UN ENGAGEMENT INCONDITIONNEL DERRIÈRE JÉSUS

Dès sa conversion, Charles quitte sa famille pour entrer à l’abbaye Notre Dame des Neiges en Ardèche sous le nom de Marie-Albéric. Il y reste 9 ans puis demande à rejoindre un monastère plus pauvre, en Syrie. Il continue son chemin vers une vie sans cesse plus exigeante et frappe alors à la porte d’un couvent de clarisses à Nazareth où vivra dans la cabane des outils de jardinier. Il restera trois années à Nazareth dans la plus grande humilité qu’il puisse offrir à Jésus:  Jésus devient le modèle absolu de sa vie. Son accompagnateur spirituel, l’abbé Huvelin le modère et l’aide à accepter de devenir prêtre. Après un séjour d’études à Rome, il sera ordonné à Viviers en juin 1901.  

Retrouvant le Maghreb Charles veut apporter l’Evangile à ceux qui sont si loin de la foi. Mais dès ce moment, il sait que la foi en Jésus ne se sépare pas de la charité. Depuis Béni Abbès, le 7 janvier 1902, il écrit à sa cousine Marie de Bondy, dans le vocabulaire de son époque : « Je veux habituer tous les habitants, chrétiens, musulmans, juifs et idolâtres à me regarder comme leur frère, le frère universel. Ils commencent à appeler la maison ‘la Fraternité’ et cela m’est doux ».

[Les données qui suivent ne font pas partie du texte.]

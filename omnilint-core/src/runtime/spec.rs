//! Package specifier parsing shared across runtimes.

use once_cell::sync::Lazy;
use regex::Regex;

use crate::catalog::ToolDefinition;

static SLUG_PATTERN: Lazy<Regex> =
    Lazy::new(|| Regex::new(r"[^A-Za-z0-9_.-]+").expect("slug pattern"));
static VERSION_PATTERN: Lazy<Regex> =
    Lazy::new(|| Regex::new(r"(\d+(?:\.\d+)+)").expect("version pattern"));

/// Filesystem-friendly slug for a requirement string.
pub fn slugify(value: &str) -> String {
    SLUG_PATTERN.replace_all(value, "-").into_owned()
}

/// Split a specifier into name and version. Scoped npm packages
/// (`@org/pkg@1.0`) keep their scope; URL-ish specs are opaque.
pub fn split_package_spec(spec: &str) -> (String, Option<String>) {
    if spec.starts_with("git+") || spec.starts_with("file:") || spec.starts_with("http") {
        return (spec.to_string(), None);
    }
    if let Some(stripped) = spec.strip_prefix('@') {
        return match stripped.rsplit_once('@') {
            Some((name, version)) => (format!("@{name}"), Some(version.to_string())),
            None => (spec.to_string(), None),
        };
    }
    match spec.rsplit_once('@') {
        Some((name, version)) => (name.to_string(), Some(version.to_string())),
        None => (spec.to_string(), None),
    }
}

/// Dotted version embedded in `text`, if any.
pub fn extract_version(text: &str) -> Option<String> {
    VERSION_PATTERN
        .captures(text)
        .and_then(|captures| captures.get(1))
        .map(|m| m.as_str().to_string())
}

/// The version a prepared command must satisfy: a pin embedded in the
/// package spec wins over the declared minimum.
pub fn desired_version(tool: &ToolDefinition) -> Option<String> {
    if let Some(package) = &tool.package {
        let (_, specified) = split_package_spec(package);
        if let Some(version) = specified.as_deref().and_then(extract_version) {
            return Some(version);
        }
    }
    tool.min_version.clone()
}

#[cfg(test)]
mod tests {
    use super::*;
    use crate::catalog::RuntimeKind;
    use pretty_assertions::assert_eq;

    #[test]
    fn slugs_replace_everything_unfriendly() {
        assert_eq!(slugify("@scope/pkg@1.2.3"), "-scope-pkg-1.2.3");
        assert_eq!(slugify("golang.org/x/tools/cmd/stringer"), "golang.org-x-tools-cmd-stringer");
    }

    #[test]
    fn package_specs_split_on_the_last_at() {
        assert_eq!(
            split_package_spec("eslint@9.1.0"),
            ("eslint".to_string(), Some("9.1.0".to_string()))
        );
        assert_eq!(
            split_package_spec("@typescript-eslint/parser@7.0.0"),
            (
                "@typescript-eslint/parser".to_string(),
                Some("7.0.0".to_string())
            )
        );
        assert_eq!(
            split_package_spec("@scope/bare"),
            ("@scope/bare".to_string(), None)
        );
        assert_eq!(
            split_package_spec("git+https://example.com/repo.git"),
            ("git+https://example.com/repo.git".to_string(), None)
        );
    }

    #[test]
    fn desired_version_prefers_the_pinned_spec() {
        let pinned = ToolDefinition::new("eslint", RuntimeKind::Npm)
            .with_package("eslint@9.1.0")
            .with_min_version("8.0.0");
        assert_eq!(desired_version(&pinned), Some("9.1.0".to_string()));

        let minimum = ToolDefinition::new("eslint", RuntimeKind::Npm)
            .with_package("eslint")
            .with_min_version("8.0.0");
        assert_eq!(desired_version(&minimum), Some("8.0.0".to_string()));

        let unconstrained = ToolDefinition::new("eslint", RuntimeKind::Npm);
        assert_eq!(desired_version(&unconstrained), None);
    }
}
//! Message sink abstraction.
//!
//! The CLI layer injects its own presentation-aware logger; the default
//! routes everything through `tracing` so headless consumers still get
//! structured output.

pub trait Logger: Send + Sync {
    fn ok(&self, message: &str);
    fn warn(&self, message: &str);
    fn fail(&self, message: &str);
    fn debug(&self, message: &str);
}

/// Default sink backed by `tracing`.
#[derive(Debug, Default, Clone, Copy)]
pub struct TracingLogger;

impl Logger for TracingLogger {
    fn ok(&self, message: &str) {
        tracing::info!("{message}");
    }

    fn warn(&self, message: &str) {
        tracing::warn!("{message}");
    }

    fn fail(&self, message: &str) {
        tracing::error!("{message}");
    }

    fn debug(&self, message: &str) {
        tracing::debug!("{message}");
    }
}
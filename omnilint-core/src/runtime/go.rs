//! Go tooling via `go install` into a dedicated cache.

use std::collections::BTreeMap;
use std::path::PathBuf;
use std::sync::Arc;

use anyhow::{bail, Result};
use async_trait::async_trait;
use serde_json::{json, Value};

use super::spec::{slugify, split_package_spec};
use super::strategy::{
    load_json, make_executable, prepend_path_environment, project_binary, write_json,
    RuntimeContext, RuntimeStrategy,
};
use super::versioning::VersionResolver;
use super::{CommandSource, PreparedCommand};
use crate::execute::process::{CommandOptions, CommandRunner};

pub struct GoStrategy {
    versions: Arc<VersionResolver>,
    runner: Arc<dyn CommandRunner>,
}

impl GoStrategy {
    pub fn new(versions: Arc<VersionResolver>, runner: Arc<dyn CommandRunner>) -> Self {
        Self { versions, runner }
    }

    fn module_spec(ctx: &RuntimeContext) -> (String, Option<String>) {
        match &ctx.tool.package {
            Some(package) => split_package_spec(package),
            None => (ctx.tool.name.clone(), ctx.tool.min_version.clone()),
        }
    }

    async fn ensure_local_tool(&self, ctx: &RuntimeContext) -> Result<PathBuf> {
        if which::which("go").is_err() {
            bail!("Go toolchain is required to install go-based linters");
        }

        let (module, version_spec) = Self::module_spec(ctx);
        let requirement = format!("{module}@{}", version_spec.as_deref().unwrap_or("latest"));
        let slug = slugify(&requirement);
        let paths = ctx.layout.go();
        let meta_file = paths.meta_dir.join(format!("{slug}.json"));
        let binary = paths.bin_dir.join(ctx.binary_name());

        if binary.exists() && meta_file.exists() {
            if let Some(meta) = load_json(&meta_file) {
                if meta.get("requirement").and_then(Value::as_str) == Some(requirement.as_str()) {
                    return Ok(binary);
                }
            }
        }

        let work = match paths.work_dir.clone() {
            Some(work) => work,
            None => bail!("go cache layout is missing its work directory"),
        };
        for subdir in ["gopath", "gocache", "modcache"] {
            std::fs::create_dir_all(work.join(subdir))?;
        }
        std::fs::create_dir_all(&paths.bin_dir)?;
        std::fs::create_dir_all(&paths.meta_dir)?;

        let mut env = BTreeMap::new();
        let _ = env.insert(
            "GOBIN".to_string(),
            paths.bin_dir.to_string_lossy().into_owned(),
        );
        let _ = env.insert(
            "GOCACHE".to_string(),
            work.join("gocache").to_string_lossy().into_owned(),
        );
        let _ = env.insert(
            "GOMODCACHE".to_string(),
            work.join("modcache").to_string_lossy().into_owned(),
        );
        let _ = env.insert(
            "GOPATH".to_string(),
            work.join("gopath").to_string_lossy().into_owned(),
        );

        let argv = vec!["go".to_string(), "install".to_string(), requirement.clone()];
        let options = CommandOptions {
            env,
            ..CommandOptions::default()
        };
        let output = self.runner.run(&argv, &options).await?;
        if output.returncode != 0 {
            bail!(
                "go install failed for '{}': {}",
                ctx.tool.name,
                output.stderr.trim()
            );
        }
        if !binary.exists() {
            bail!("failed to install go tool '{}'", ctx.tool.name);
        }
        write_json(&meta_file, &json!({ "requirement": requirement }))?;
        make_executable(&binary)?;
        Ok(binary)
    }
}

#[async_trait]
impl RuntimeStrategy for GoStrategy {
    fn versions(&self) -> &VersionResolver {
        &self.versions
    }

    async fn try_project(&self, ctx: &RuntimeContext) -> Result<Option<PreparedCommand>> {
        Ok(project_binary(ctx, "bin"))
    }

    async fn prepare_local(&self, ctx: &RuntimeContext) -> Result<PreparedCommand> {
        let binary = self.ensure_local_tool(ctx).await?;
        let mut cmd = ctx.command_list();
        if cmd.is_empty() {
            bail!("empty command for go tool '{}'", ctx.tool.name);
        }
        cmd[0] = binary.to_string_lossy().into_owned();
        let env = prepend_path_environment(&ctx.layout.go().bin_dir, &ctx.root, &[]);
        let mut version = None;
        if let Some(command) = &ctx.tool.version_command {
            version = self.versions.capture(command, Some(&env)).await;
        }
        Ok(PreparedCommand {
            cmd,
            env,
            version,
            source: CommandSource::Local,
        })
    }
}
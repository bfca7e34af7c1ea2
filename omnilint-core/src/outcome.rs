//! Execution outcomes: per-action results and the aggregated run result.

use std::path::PathBuf;

use serde::{Deserialize, Serialize};

use crate::diagnostics::Diagnostic;

/// Return code synthesized for actions that exceed their timeout.
pub const TIMEOUT_RETURNCODE: i32 = 124;

/// Classification of how an action concluded.
#[derive(Debug, Clone, Copy, PartialEq, Eq, Deserialize, Serialize)]
#[serde(rename_all = "snake_case")]
pub enum ExitCategory {
    /// Clean zero exit.
    Success,
    /// Nonzero exit backed by parsed diagnostics.
    Diagnostic,
    /// Nonzero exit with nothing parseable, or a contained engine failure.
    ToolFailure,
    /// The subprocess exceeded its configured timeout.
    Timeout,
    /// Never started: the run bailed before this action's turn.
    Skipped,
}

impl ExitCategory {
    /// Map a completed execution to its category.
    pub fn from_execution(returncode: i32, has_diagnostics: bool, timed_out: bool) -> Self {
        if timed_out {
            Self::Timeout
        } else if returncode == 0 {
            Self::Success
        } else if has_diagnostics {
            Self::Diagnostic
        } else {
            Self::ToolFailure
        }
    }
}

/// The complete result of one tool action.
#[derive(Debug, Clone, Deserialize, Serialize)]
pub struct ToolOutcome {
    pub tool: String,
    pub action: String,
    pub returncode: i32,
    pub stdout: Vec<String>,
    pub stderr: Vec<String>,
    pub diagnostics: Vec<Diagnostic>,
    #[serde(default)]
    pub cached: bool,
    pub exit_category: ExitCategory,
}

impl ToolOutcome {
    /// Outcome for an action the bail drain never started.
    pub fn skipped(tool: &str, action: &str) -> Self {
        Self {
            tool: tool.to_string(),
            action: action.to_string(),
            returncode: 0,
            stdout: Vec::new(),
            stderr: Vec::new(),
            diagnostics: Vec::new(),
            cached: false,
            exit_category: ExitCategory::Skipped,
        }
    }

    /// Outcome for a failure contained to this action (preparation or
    /// parser errors, spawn failures, installer errors).
    pub fn failure(tool: &str, action: &str, message: &str) -> Self {
        Self {
            tool: tool.to_string(),
            action: action.to_string(),
            returncode: 1,
            stdout: Vec::new(),
            stderr: vec![message.to_string()],
            diagnostics: Vec::new(),
            cached: false,
            exit_category: ExitCategory::ToolFailure,
        }
    }

    /// True when this outcome should stop a bail-mode run.
    pub fn is_success(&self) -> bool {
        matches!(
            self.exit_category,
            ExitCategory::Success | ExitCategory::Skipped
        )
    }
}

/// Aggregated result of a full orchestrator run.
#[derive(Debug, Clone, Deserialize, Serialize)]
pub struct RunResult {
    pub root: PathBuf,
    pub files: Vec<PathBuf>,
    pub outcomes: Vec<ToolOutcome>,
}

impl RunResult {
    /// Any tool exited non-success.
    pub fn has_failures(&self) -> bool {
        self.outcomes.iter().any(|outcome| {
            !matches!(
                outcome.exit_category,
                ExitCategory::Success | ExitCategory::Skipped
            )
        })
    }

    /// Any outcome carries diagnostics.
    pub fn has_diagnostics(&self) -> bool {
        self.outcomes
            .iter()
            .any(|outcome| !outcome.diagnostics.is_empty())
    }
}

#[cfg(test)]
mod tests {
    use super::*;

    #[test]
    fn exit_category_mapping() {
        assert_eq!(
            ExitCategory::from_execution(0, false, false),
            ExitCategory::Success
        );
        assert_eq!(
            ExitCategory::from_execution(1, true, false),
            ExitCategory::Diagnostic
        );
        assert_eq!(
            ExitCategory::from_execution(1, false, false),
            ExitCategory::ToolFailure
        );
        assert_eq!(
            ExitCategory::from_execution(TIMEOUT_RETURNCODE, false, true),
            ExitCategory::Timeout
        );
    }

    #[test]
    fn skipped_outcomes_do_not_count_as_failures() {
        let result = RunResult {
            root: PathBuf::from("/repo"),
            files: Vec::new(),
            outcomes: vec![ToolOutcome::skipped("ruff", "lint")],
        };
        assert!(!result.has_failures());
        assert!(!result.has_diagnostics());
    }
}
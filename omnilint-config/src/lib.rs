//! Resolved configuration model for the omnilint execution engine.
//!
//! This crate holds the value types the engine consumes once a
//! configuration file has been loaded and merged by the CLI layer. It
//! performs no I/O of its own: loaders live upstream, the engine treats
//! [`Config`] as read-only input.

pub mod discovery;
pub mod execution;
pub mod limits;
pub mod output;
pub mod severity;

use std::collections::BTreeMap;

use serde::{Deserialize, Serialize};
use serde_json::Value;

pub use discovery::FileDiscoveryConfig;
pub use execution::ExecutionConfig;
pub use limits::{ComplexityConfig, QualityConfig, StrictnessConfig, StrictnessLevel};
pub use output::OutputConfig;
pub use severity::{SensitivityLevel, SeverityConfig};

/// Effective configuration for a single orchestrator run.
#[derive(Debug, Clone, Default, Deserialize, Serialize)]
pub struct Config {
    #[serde(default)]
    pub file_discovery: FileDiscoveryConfig,

    #[serde(default)]
    pub output: OutputConfig,

    #[serde(default)]
    pub execution: ExecutionConfig,

    #[serde(default)]
    pub severity: SeverityConfig,

    #[serde(default)]
    pub strictness: StrictnessConfig,

    #[serde(default)]
    pub complexity: ComplexityConfig,

    #[serde(default)]
    pub quality: QualityConfig,

    /// Per-tool settings bags forwarded to command builders verbatim.
    #[serde(default)]
    pub tool_settings: BTreeMap<String, Value>,
}

impl Config {
    /// Return the configuration subset that can change a tool's outcome.
    ///
    /// The result cache hashes this value, so it must be deterministic:
    /// map keys are sorted and only knobs that actually reach tools are
    /// included.
    pub fn tool_fingerprint_inputs(&self, tool: &str) -> Value {
        let mut inputs = BTreeMap::new();
        let _ = inputs.insert(
            "settings".to_string(),
            self.tool_settings.get(tool).cloned().unwrap_or(Value::Null),
        );
        let _ = inputs.insert(
            "filters".to_string(),
            serde_json::to_value(self.output.tool_filters.get(tool)).unwrap_or(Value::Null),
        );
        let _ = inputs.insert(
            "severity".to_string(),
            serde_json::to_value(&self.severity).unwrap_or(Value::Null),
        );
        let _ = inputs.insert(
            "strictness".to_string(),
            serde_json::to_value(&self.strictness).unwrap_or(Value::Null),
        );
        let _ = inputs.insert(
            "complexity".to_string(),
            serde_json::to_value(&self.complexity).unwrap_or(Value::Null),
        );
        let _ = inputs.insert(
            "quality".to_string(),
            serde_json::to_value(&self.quality).unwrap_or(Value::Null),
        );
        let _ = inputs.insert(
            "line_length".to_string(),
            Value::from(self.execution.line_length),
        );
        let _ = inputs.insert(
            "sql_dialect".to_string(),
            Value::from(self.execution.sql_dialect.clone()),
        );
        let _ = inputs.insert(
            "python_version".to_string(),
            serde_json::to_value(&self.execution.python_version).unwrap_or(Value::Null),
        );
        serde_json::to_value(inputs).unwrap_or(Value::Null)
    }
}
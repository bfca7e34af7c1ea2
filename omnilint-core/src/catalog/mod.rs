//! Immutable tool catalog model.
//!
//! Tool definitions are constructed once at startup, shared as
//! `Arc<ToolDefinition>`, and never mutated. Behavior lives behind small
//! trait seams (`CommandBuilder`, `OutputParser`, `Installer`) so the
//! catalog can describe external binaries and bundled linters with the
//! same vocabulary.

pub mod registry;

use std::path::PathBuf;
use std::sync::Arc;

use anyhow::Result;
use async_trait::async_trait;
use serde::{Deserialize, Serialize};
use serde_json::Value;

use crate::diagnostics::RawDiagnostic;

pub use registry::ToolRegistry;

/// Execution stage a tool belongs to. The declared variants run in this
/// order; unknown phases run afterwards, sorted by name.
#[derive(Debug, Clone, PartialEq, Eq, Hash, Deserialize, Serialize)]
#[serde(from = "String", into = "String")]
pub enum Phase {
    Format,
    Lint,
    Analysis,
    Utility,
    Other(String),
}

impl Phase {
    pub fn as_str(&self) -> &str {
        match self {
            Self::Format => "format",
            Self::Lint => "lint",
            Self::Analysis => "analysis",
            Self::Utility => "utility",
            Self::Other(name) => name,
        }
    }

    /// Rank within the declared total order; `None` for unknown phases.
    pub fn known_rank(&self) -> Option<usize> {
        match self {
            Self::Format => Some(0),
            Self::Lint => Some(1),
            Self::Analysis => Some(2),
            Self::Utility => Some(3),
            Self::Other(_) => None,
        }
    }

    /// Total-order key: declared phases first, then unknown phases
    /// sorted by name.
    pub fn sort_key(&self) -> (usize, String) {
        match self.known_rank() {
            Some(rank) => (rank, String::new()),
            None => (usize::MAX, self.as_str().to_string()),
        }
    }
}

impl Default for Phase {
    fn default() -> Self {
        Self::Lint
    }
}

impl From<String> for Phase {
    fn from(name: String) -> Self {
        match name.as_str() {
            "format" => Self::Format,
            "lint" => Self::Lint,
            "analysis" => Self::Analysis,
            "utility" => Self::Utility,
            _ => Self::Other(name),
        }
    }
}

impl From<Phase> for String {
    fn from(phase: Phase) -> Self {
        phase.as_str().to_string()
    }
}

/// Ecosystem a tool is installed and executed in.
#[derive(Debug, Clone, Copy, PartialEq, Eq, Hash, Deserialize, Serialize)]
#[serde(rename_all = "lowercase")]
pub enum RuntimeKind {
    Python,
    Npm,
    Go,
    Rust,
    Lua,
    Perl,
    Binary,
}

/// Everything a command builder or parser may need about the run.
#[derive(Debug, Clone)]
pub struct ToolContext {
    pub root: PathBuf,
    pub files: Vec<PathBuf>,
    /// The tool's entry from `Config::tool_settings`, `Null` when absent.
    pub settings: Value,
    pub config: Arc<omnilint_config::Config>,
}

impl ToolContext {
    pub fn setting(&self, key: &str) -> Option<&Value> {
        self.settings.get(key)
    }
}

/// Builds the base argv for one action from the run context.
pub trait CommandBuilder: Send + Sync {
    fn build(&self, ctx: &ToolContext) -> Result<Vec<String>>;
}

/// Fixed argv, the common case for catalog entries.
#[derive(Debug, Clone)]
pub struct StaticCommand {
    argv: Vec<String>,
}

impl StaticCommand {
    pub fn new<I, S>(argv: I) -> Self
    where
        I: IntoIterator<Item = S>,
        S: Into<String>,
    {
        Self {
            argv: argv.into_iter().map(Into::into).collect(),
        }
    }
}

impl CommandBuilder for StaticCommand {
    fn build(&self, _ctx: &ToolContext) -> Result<Vec<String>> {
        Ok(self.argv.clone())
    }
}

/// Converts one action's captured output into raw diagnostics.
pub trait OutputParser: Send + Sync {
    fn parse(&self, stdout: &str, stderr: &str, ctx: &ToolContext) -> Result<Vec<RawDiagnostic>>;
}

/// One-shot setup hook run once per orchestrator root before the tool's
/// first action.
#[async_trait]
pub trait Installer: Send + Sync {
    async fn install(&self, ctx: &ToolContext) -> Result<()>;
}

/// Result of an in-process action that bypasses the subprocess layer.
#[derive(Debug, Clone, Default)]
pub struct InternalOutcome {
    pub returncode: i32,
    pub stdout: String,
    pub stderr: String,
    pub diagnostics: Vec<RawDiagnostic>,
}

/// Bundled linters implement this to run inside the engine process.
#[async_trait]
pub trait InternalRunner: Send + Sync {
    async fn run(&self, ctx: &ToolContext) -> Result<InternalOutcome>;
}

/// One invocation unit of a tool (`check`, `fix`, ...).
#[derive(Clone)]
pub struct ToolAction {
    pub name: String,
    pub command: Arc<dyn CommandBuilder>,
    /// Append the discovered file list to the built argv.
    pub append_files: bool,
    pub parser: Option<Arc<dyn OutputParser>>,
    /// Action-level suppression patterns, merged with config filters.
    pub filter_patterns: Vec<String>,
    /// Treat any exit code as success (formatters that report changes
    /// through the exit code).
    pub ignore_exit: bool,
    pub internal_runner: Option<Arc<dyn InternalRunner>>,
}

impl ToolAction {
    pub fn new(name: impl Into<String>, command: impl CommandBuilder + 'static) -> Self {
        Self {
            name: name.into(),
            command: Arc::new(command),
            append_files: true,
            parser: None,
            filter_patterns: Vec::new(),
            ignore_exit: false,
            internal_runner: None,
        }
    }

    pub fn with_parser(mut self, parser: impl OutputParser + 'static) -> Self {
        self.parser = Some(Arc::new(parser));
        self
    }

    pub fn with_filter_patterns<I, S>(mut self, patterns: I) -> Self
    where
        I: IntoIterator<Item = S>,
        S: Into<String>,
    {
        self.filter_patterns = patterns.into_iter().map(Into::into).collect();
        self
    }

    pub fn without_files(mut self) -> Self {
        self.append_files = false;
        self
    }

    pub fn ignoring_exit(mut self) -> Self {
        self.ignore_exit = true;
        self
    }

    pub fn with_internal_runner(mut self, runner: impl InternalRunner + 'static) -> Self {
        self.internal_runner = Some(Arc::new(runner));
        self
    }
}

impl std::fmt::Debug for ToolAction {
    fn fmt(&self, f: &mut std::fmt::Formatter<'_>) -> std::fmt::Result {
        f.debug_struct("ToolAction")
            .field("name", &self.name)
            .field("append_files", &self.append_files)
            .field("has_parser", &self.parser.is_some())
            .field("filter_patterns", &self.filter_patterns)
            .field("ignore_exit", &self.ignore_exit)
            .field("internal", &self.internal_runner.is_some())
            .finish()
    }
}

/// Immutable description of one tool.
#[derive(Clone)]
pub struct ToolDefinition {
    pub name: String,
    pub phase: Phase,
    pub runtime: RuntimeKind,
    pub actions: Vec<ToolAction>,
    /// Sibling tools that must run after this one.
    pub before: Vec<String>,
    /// Sibling tools that must run before this one.
    pub after: Vec<String>,
    pub languages: Vec<String>,
    pub file_extensions: Vec<String>,
    pub config_files: Vec<String>,
    /// Package requirement for provisioning (`name`, `name@version`,
    /// `@scope/name@version`, `rustup:component`, module paths).
    pub package: Option<String>,
    pub min_version: Option<String>,
    pub version_command: Option<Vec<String>>,
    pub tags: Vec<String>,
    pub default_enabled: bool,
    pub prefer_local: bool,
    pub auto_install: bool,
    pub installers: Vec<Arc<dyn Installer>>,
}

impl ToolDefinition {
    pub fn new(name: impl Into<String>, runtime: RuntimeKind) -> Self {
        Self {
            name: name.into(),
            phase: Phase::default(),
            runtime,
            actions: Vec::new(),
            before: Vec::new(),
            after: Vec::new(),
            languages: Vec::new(),
            file_extensions: Vec::new(),
            config_files: Vec::new(),
            package: None,
            min_version: None,
            version_command: None,
            tags: Vec::new(),
            default_enabled: false,
            prefer_local: false,
            auto_install: true,
            installers: Vec::new(),
        }
    }

    pub fn with_phase(mut self, phase: Phase) -> Self {
        self.phase = phase;
        self
    }

    pub fn with_action(mut self, action: ToolAction) -> Self {
        self.actions.push(action);
        self
    }

    pub fn with_before<I, S>(mut self, names: I) -> Self
    where
        I: IntoIterator<Item = S>,
        S: Into<String>,
    {
        self.before = names.into_iter().map(Into::into).collect();
        self
    }

    pub fn with_after<I, S>(mut self, names: I) -> Self
    where
        I: IntoIterator<Item = S>,
        S: Into<String>,
    {
        self.after = names.into_iter().map(Into::into).collect();
        self
    }

    pub fn with_languages<I, S>(mut self, languages: I) -> Self
    where
        I: IntoIterator<Item = S>,
        S: Into<String>,
    {
        self.languages = languages.into_iter().map(Into::into).collect();
        self
    }

    pub fn with_file_extensions<I, S>(mut self, extensions: I) -> Self
    where
        I: IntoIterator<Item = S>,
        S: Into<String>,
    {
        self.file_extensions = extensions.into_iter().map(Into::into).collect();
        self
    }

    pub fn with_config_files<I, S>(mut self, files: I) -> Self
    where
        I: IntoIterator<Item = S>,
        S: Into<String>,
    {
        self.config_files = files.into_iter().map(Into::into).collect();
        self
    }

    pub fn with_package(mut self, package: impl Into<String>) -> Self {
        self.package = Some(package.into());
        self
    }

    pub fn with_min_version(mut self, version: impl Into<String>) -> Self {
        self.min_version = Some(version.into());
        self
    }

    pub fn with_version_command<I, S>(mut self, command: I) -> Self
    where
        I: IntoIterator<Item = S>,
        S: Into<String>,
    {
        self.version_command = Some(command.into_iter().map(Into::into).collect());
        self
    }

    pub fn with_tag(mut self, tag: impl Into<String>) -> Self {
        self.tags.push(tag.into());
        self
    }

    pub fn default_enabled(mut self) -> Self {
        self.default_enabled = true;
        self
    }

    pub fn preferring_local(mut self) -> Self {
        self.prefer_local = true;
        self
    }

    pub fn with_installer(mut self, installer: impl Installer + 'static) -> Self {
        self.installers.push(Arc::new(installer));
        self
    }

    pub fn has_tag(&self, tag: &str) -> bool {
        self.tags.iter().any(|candidate| candidate == tag)
    }

    /// True when `path`'s extension matches this tool's declared set.
    /// Tools without declared extensions accept every file.
    pub fn accepts_file(&self, path: &std::path::Path) -> bool {
        if self.file_extensions.is_empty() {
            return true;
        }
        let Some(extension) = path.extension().and_then(|e| e.to_str()) else {
            return false;
        };
        let dotted = format!(".{}", extension.to_ascii_lowercase());
        self.file_extensions
            .iter()
            .any(|candidate| candidate.to_ascii_lowercase() == dotted)
    }
}

impl std::fmt::Debug for ToolDefinition {
    fn fmt(&self, f: &mut std::fmt::Formatter<'_>) -> std::fmt::Result {
        f.debug_struct("ToolDefinition")
            .field("name", &self.name)
            .field("phase", &self.phase)
            .field("runtime", &self.runtime)
            .field("actions", &self.actions)
            .field("tags", &self.tags)
            .finish()
    }
}

#[cfg(test)]
mod tests {
    use super::*;
    use std::path::Path;

    #[test]
    fn phase_round_trips_through_names() {
        assert_eq!(Phase::from("format".to_string()), Phase::Format);
        assert_eq!(
            Phase::from("docs".to_string()),
            Phase::Other("docs".to_string())
        );
        assert_eq!(Phase::Format.as_str(), "format");
    }

    #[test]
    fn unknown_phases_sort_after_declared_ones() {
        let docs = Phase::Other("docs".to_string());
        assert!(Phase::Utility.sort_key() < docs.sort_key());
        let aaa = Phase::Other("aaa".to_string());
        assert!(aaa.sort_key() < docs.sort_key());
    }

    #[test]
    fn extension_matching_is_case_insensitive() {
        let tool = ToolDefinition::new("ruff", RuntimeKind::Python)
            .with_file_extensions([".py", ".pyi"]);
        assert!(tool.accepts_file(Path::new("src/app.PY")));
        assert!(!tool.accepts_file(Path::new("src/app.rs")));
        assert!(!tool.accepts_file(Path::new("Makefile")));
    }

    #[test]
    fn tools_without_extensions_accept_everything() {
        let tool = ToolDefinition::new("generic", RuntimeKind::Binary);
        assert!(tool.accepts_file(Path::new("anything.xyz")));
    }
}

Peu à peu, les événements le conduisent jusqu’au sud du Sahara, à Tamanrasset, simple campement de nomades auprès desquels il découvre la richesse de leurs traditions. « Pour pratiquer l’amour de Dieu, pratiquez l’amour des hommes« , écrira-t-il au jeune Louis Massignon en 1916, juste avant sa mort. Il découvre l’exigence du respect profond de l’autre, pour sa personne, sa vie, sa culture, ses racines… Il commence un énorme travail scientifique sur la langue, les chants, la poésie touarègues qui l’occupera de longues heures chaque jour jusqu’à la fin de sa vie.

SOLITUDE ET TRAVAIL

A Tamanrasset, il est le seul européen, en-dehors des heures d’études, il prie fidèlement devant le Saint Sacrement pour se rappeler sans cesse la présence de Jésus au cœur du désert. Il ne cherche plus à convaincre ses hôtes musulmans mais à témoigner de Jésus. Commentant le psaume 81 au cours d’une méditation, il écrit : « nous sommes tous des fils du Très-haut !… Combien nous devons estimer tout être humain, combien nous devons aimer tout humain ! (…) Aimons cet homme que Dieu aime tous les instants de sa vie… Estimons, aimons du fond du cœur tout homme en vue de Dieu, notre Père commun« . Il réfléchit longuement sur l’Incarnation de Jésus se disant que pour rejoindre Jésus dans sa vie parmi les hommes, il s’agit de s’adonner le plus possible à la pratique d’une « charité fraternelle et universelle, partageant jusqu’à la dernière bouchée de pain avec tout pauvre, tout hôte, tout inconnu, et recevant tout humain comme un frère bien-aimé » (Lettre à Henri de Castries, 23 juin 1901).

DES FRUITS … JUSQU’À AUJOURD’HUI

Il est tué le 1er décembre 1916 dans l’ambiance de la guerre de 1914-1918. Cherchant à faire de celui que l’on appelait le « marabout français », un otage à remettre aux autorités italiennes installées en Libye voisine, son trop jeune gardien tire un coup de fusil maladroit sur son prisonnier.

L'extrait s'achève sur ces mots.